In the material below, tally the lines that include the string "struct", then write down only the total.

------------------------------

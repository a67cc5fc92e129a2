use serde::Deserialize;

/// 与服务端约定的固定分页大小。
pub const PAGE_SIZE: u64 = 10;

/// 服务端文件记录。除了被删除之外，客户端视角下不可变。
#[derive(Debug, Clone, PartialEq, Deserialize)]
pub struct FileRecord {
    pub id: String,
    pub original_name: String,
    pub mime_type: String,
    pub size_bytes: u64,
    pub created_at: String,
}

impl FileRecord {
    /// 是否适合做缩略图预取。
    pub fn is_image(&self) -> bool {
        self.mime_type.starts_with("image/")
    }
}

/// 分页结果。items 顺序由服务端决定（通常按创建时间倒序）。
#[derive(Debug, Clone, PartialEq)]
pub struct Page<T> {
    pub total_count: u64,
    pub items: Vec<T>,
}

impl<T> Page<T> {
    /// 按固定页大小推算总页数。
    pub fn page_count(&self) -> u64 {
        self.total_count.div_ceil(PAGE_SIZE)
    }
}

/// 分享链接。不做客户端缓存，每次请求都可能得到新的链接。
#[derive(Debug, Clone, PartialEq, Deserialize)]
pub struct ShareLink {
    pub url: String,
    pub expires_at: String,
}

/// 分享有效期的封闭枚举，与服务端取值一一对应。
#[derive(Debug, Clone, Copy, PartialEq, Eq)]
pub enum ExpiresIn {
    OneHour,
    OneDay,
    SevenDays,
}

impl ExpiresIn {
    pub fn as_api_str(&self) -> &'static str {
        match self {
            ExpiresIn::OneHour => "1h",
            ExpiresIn::OneDay => "24h",
            ExpiresIn::SevenDays => "7d",
        }
    }
}

/// 下载落盘后的结果描述，便于上层提示保存位置与大小。
#[derive(Debug, Clone)]
pub struct DownloadOutcome {
    pub file_name: String,
    pub saved_path: String,
    pub bytes_written: u64,
}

------------------------------

Exercise result: 4